I do not know of any standard approximate formulas for this. So I tried the following standard technique.
Let $X_1,...,X_N$ be $N$ iid log-normal random variables. Let $Y=\max_i X_i$ be their maximum. Now we need to find $E[Y].$ Let $F_Y(y)$ be the cdf of $Y$ and $F_X(x)$ be the cdf of any $X_i$'s. Then,
\begin{eqnarray}
F_Y(y) &=& P(Y \leq y) = P(\max_i X_i \leq y) \\
&=& P(\cap_i \{X_i \leq y\}) \\
&=& \prod_i P(X_i \leq y) = F_X(y)^N
\end{eqnarray}
Since $X_i$'s are iid. Now note that $X_i$'s are non-negative random variables and so is $Y.$ For any non-negative RV we can express its expectation in terms if its cdf as follows.

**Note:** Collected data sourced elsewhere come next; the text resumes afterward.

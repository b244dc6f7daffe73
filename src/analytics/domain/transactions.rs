use chrono::{DateTime, NaiveDate, NaiveDateTime, TimeZone, Utc};

/// Formats accepted for sale dates that carry no offset. These are read as
/// UTC.
const NAIVE_DATE_TIME_FORMATS: [&str; 2] = ["%Y-%m-%dT%H:%M:%S%.f", "%Y-%m-%d %H:%M:%S%.f"];

/// A single product sale from the catalog.
///
/// Transactions are owned by the store. The analytics engine only reads them.
#[derive(Clone, Debug, PartialEq)]
pub struct Transaction {
    pub id: i64,
    pub title: String,
    pub description: String,
    pub price: f64,
    pub category: String,
    pub sold: bool,
    /// When the sale happened. This is `None` if the stored value was not a
    /// recognizable timestamp, in which case the transaction never matches a
    /// month filter.
    pub date_of_sale: Option<DateTime<Utc>>,
    pub image: String,
}

/// Parse a sale date as it appears in the catalog.
///
/// # Arguments
/// * `raw_date` - An RFC 3339 timestamp, a timestamp without an offset, or a
///   plain `YYYY-MM-DD` date. Values without an offset are treated as UTC.
///
/// # Returns
///
/// The instant of the sale in UTC, or `None` if the value could not be parsed.
///
/// # Examples
///
/// ```
/// # use sales_analytics_api::analytics::domain::transactions::parse_sale_date;
/// assert!(parse_sale_date("2021-11-27T20:29:54+05:30").is_some());
/// assert!(parse_sale_date("2024-03-05").is_some());
/// assert!(parse_sale_date("last tuesday").is_none());
/// ```
pub fn parse_sale_date(raw_date: &str) -> Option<DateTime<Utc>> {
    let raw_date = raw_date.trim();

    if let Ok(date_time) = DateTime::parse_from_rfc3339(raw_date) {
        return Some(date_time.with_timezone(&Utc));
    }

    for format in NAIVE_DATE_TIME_FORMATS {
        if let Ok(naive) = NaiveDateTime::parse_from_str(raw_date, format) {
            return Some(Utc.from_utc_datetime(&naive));
        }
    }

    NaiveDate::parse_from_str(raw_date, "%Y-%m-%d")
        .ok()
        .and_then(|date| date.and_hms_opt(0, 0, 0))
        .map(|naive| Utc.from_utc_datetime(&naive))
}

#[cfg(test)]
mod test {
    use chrono::{Datelike, Timelike};

    use super::*;

    #[test]
    fn parse_rfc3339_with_offset_converts_to_utc() {
        let parsed = parse_sale_date("2021-11-27T20:29:54+05:30").expect("date should parse");

        assert_eq!(2021, parsed.year());
        assert_eq!(11, parsed.month());
        assert_eq!(27, parsed.day());
        assert_eq!(14, parsed.hour());
        assert_eq!(59, parsed.minute());
    }

    #[test]
    fn parse_offset_can_move_sale_into_previous_month() {
        let parsed = parse_sale_date("2022-03-01T02:00:00+05:30").expect("date should parse");

        assert_eq!(2, parsed.month());
    }

    #[test]
    fn parse_naive_timestamp_as_utc() {
        let parsed = parse_sale_date("2022-07-15 08:30:00").expect("date should parse");

        assert_eq!(7, parsed.month());
        assert_eq!(8, parsed.hour());
    }

    #[test]
    fn parse_naive_timestamp_with_fraction() {
        let parsed = parse_sale_date("2022-07-15T08:30:00.250").expect("date should parse");

        assert_eq!(250_000_000, parsed.nanosecond());
    }

    #[test]
    fn parse_plain_date_as_midnight() {
        let parsed = parse_sale_date(" 2024-03-05 ").expect("date should parse");

        assert_eq!(5, parsed.day());
        assert_eq!(0, parsed.hour());
    }

    #[test]
    fn parse_garbage() {
        assert_eq!(None, parse_sale_date(""));
        assert_eq!(None, parse_sale_date("not a date"));
        assert_eq!(None, parse_sale_date("2024-13-01"));
    }
}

You can find its derivation here.
$$
E[Y] = \int_0^\infty (1-F_Y(y))dy = \int_0^\infty (1-F_X(y)^N)dy
$$
Now for any log-normal random variable $F_X(x) = \Phi\left(\frac{\ln x - \mu}{\sigma} \right),$ where $\Phi$ is the cdf of the standard normal distribution.
Therefore
$$
E[Y] = \int_0^\infty \left(1-\Phi\left(\frac{\ln y - \mu}{\sigma} \right)^N\right)dy
$$
Till now we have an exact formula for $E[Y].$ All I can think of now is a numerical integration to approximately compute $E[Y].$ The function $\Phi$ is well approximated and there are library functions for it. For a given $\mu,\sigma,N$ we can approximately compute $E[Y]$ using standard numerical integration techniques.